Truth is, I have wondered this same question, although in many different forms, my whole life. In high school, I always asked myself why I wasn’t very popular, or why I had a harder time fitting in. Or when I was at work, I would constantly wonder why nobody around me seemed to have the same personality traits that I possessed. And it wasn’t until I went to college that I finally found out why I may seem “weird” to others; why I may be a “bore” in some people’s eyes. Basically, it’s because I AM odd – statistically speaking. I am an introvert.

Many sources and census reports have concluded that about 75% of the population are extroverts – people who are outgoing, social, good communicators, etc. This means that only about a fourth of the population, an overwhelming minority, is introverted like myself. So by definition, we are the stranger breed. And to add to our isolation, it seems apparent that most of that 75% doesn’t understand introverts, or they see introverts as being “different” and “boring.” Consequently, we are often considered to be nerdy, labeled strange before people get to know us, or cast aside because we seem standoffish.
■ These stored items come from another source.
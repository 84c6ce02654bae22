//! Shared fixtures for unit tests: a minimal V3 story image built by
//! hand, with the code region doubling as the entry point.

use crate::config::RunConfig;
use crate::input::ScriptedInput;
use crate::machine::Machine;
use crate::screen_headless::HeadlessScreen;

/// Where test code lands; also the initial PC.
pub const CODE_BASE: usize = 0x600;

/// Assemble a minimal V3 image with `code` at 0x600. Static memory
/// starts at 0x400, globals at 0x100, object table at 0x40, an empty
/// dictionary at 0x2E0. The checksum is made consistent so `verify`
/// succeeds.
pub fn story_with(code: &[u8]) -> Vec<u8> {
    let mut b = vec![0u8; 0x800];
    b[0x00] = 3;
    b[0x06] = 0x06; // initial PC 0x0600
    b[0x07] = 0x00;
    b[0x08] = 0x02; // dictionary 0x02E0
    b[0x09] = 0xE0;
    b[0x0A] = 0x00; // objects 0x0040
    b[0x0B] = 0x40;
    b[0x0C] = 0x01; // globals 0x0100
    b[0x0D] = 0x00;
    b[0x0E] = 0x04; // static memory 0x0400
    b[0x0F] = 0x00;
    b[0x1A] = 0x04; // file length 0x800 (stored halved in V3)
    b[0x1B] = 0x00;
    // empty dictionary: no separators, entry length 7, zero entries
    b[0x2E0] = 0;
    b[0x2E1] = 7;
    b[CODE_BASE..CODE_BASE + code.len()].copy_from_slice(code);
    let sum = b[0x40..].iter().fold(0u16, |s, x| s.wrapping_add(*x as u16));
    b[0x1C] = (sum >> 8) as u8;
    b[0x1D] = sum as u8;
    b
}

pub fn machine_for(code: &[u8], config: RunConfig) -> Machine {
    machine_with_input(code, config, &[])
}

pub fn machine_with_input(code: &[u8], config: RunConfig, lines: &[&str]) -> Machine {
    Machine::with_io(
        story_with(code),
        config,
        Box::new(HeadlessScreen::new()),
        Box::new(ScriptedInput::new(lines.iter().map(|s| s.to_string()))),
    )
    .unwrap()
}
Introverts are characteristically inclined to act shy, tend to enjoy individual activities, and love to learn and read. But what you may not know is that all these traits combined contribute to the conclusion that introverts are normally smarter than extroverts. Although only 25% of the population are introverted, when you look at the percentage of PhD’s, Rhodes Scholars, and Phi Beta Kappas who are introverts, the trend becomes much more common. Two articles I found (listed below) state that almost 75% of these “scholarly” individuals are introverts. And I realize this doesn’t automatically mean that every introvert is smarter than every extrovert, but when you consider how introverts spend their time to how extroverts spend their time, it should be obvious how this result is realized. We (introverts) like to read long, thought-provoking books. Majority of us spend some of our time playing an instrument. We don’t go out, socially that is, as much as extroverts. So in the end, at least when it comes to academics, we are more spongy; we spend more time soaking up information.

Also, although this is hard to measure, introverts normally have longer, more loyal relationships. My belief is that it takes us introverts SO long to feel truly comfortable around a new friend, that once we get used to them and enjoy their company, we don’t want to give it up. Further, it is now common knowledge that introverts dislike small talk. We search for something more interesting to converse about. Therefore, by avoiding small talk, introverts confine themselves to a limited number of friends. And thus, because they have fewer friends, it is easier for them to listen and contribute to these friendships, which, in turn, creates a greater bond in the relationship.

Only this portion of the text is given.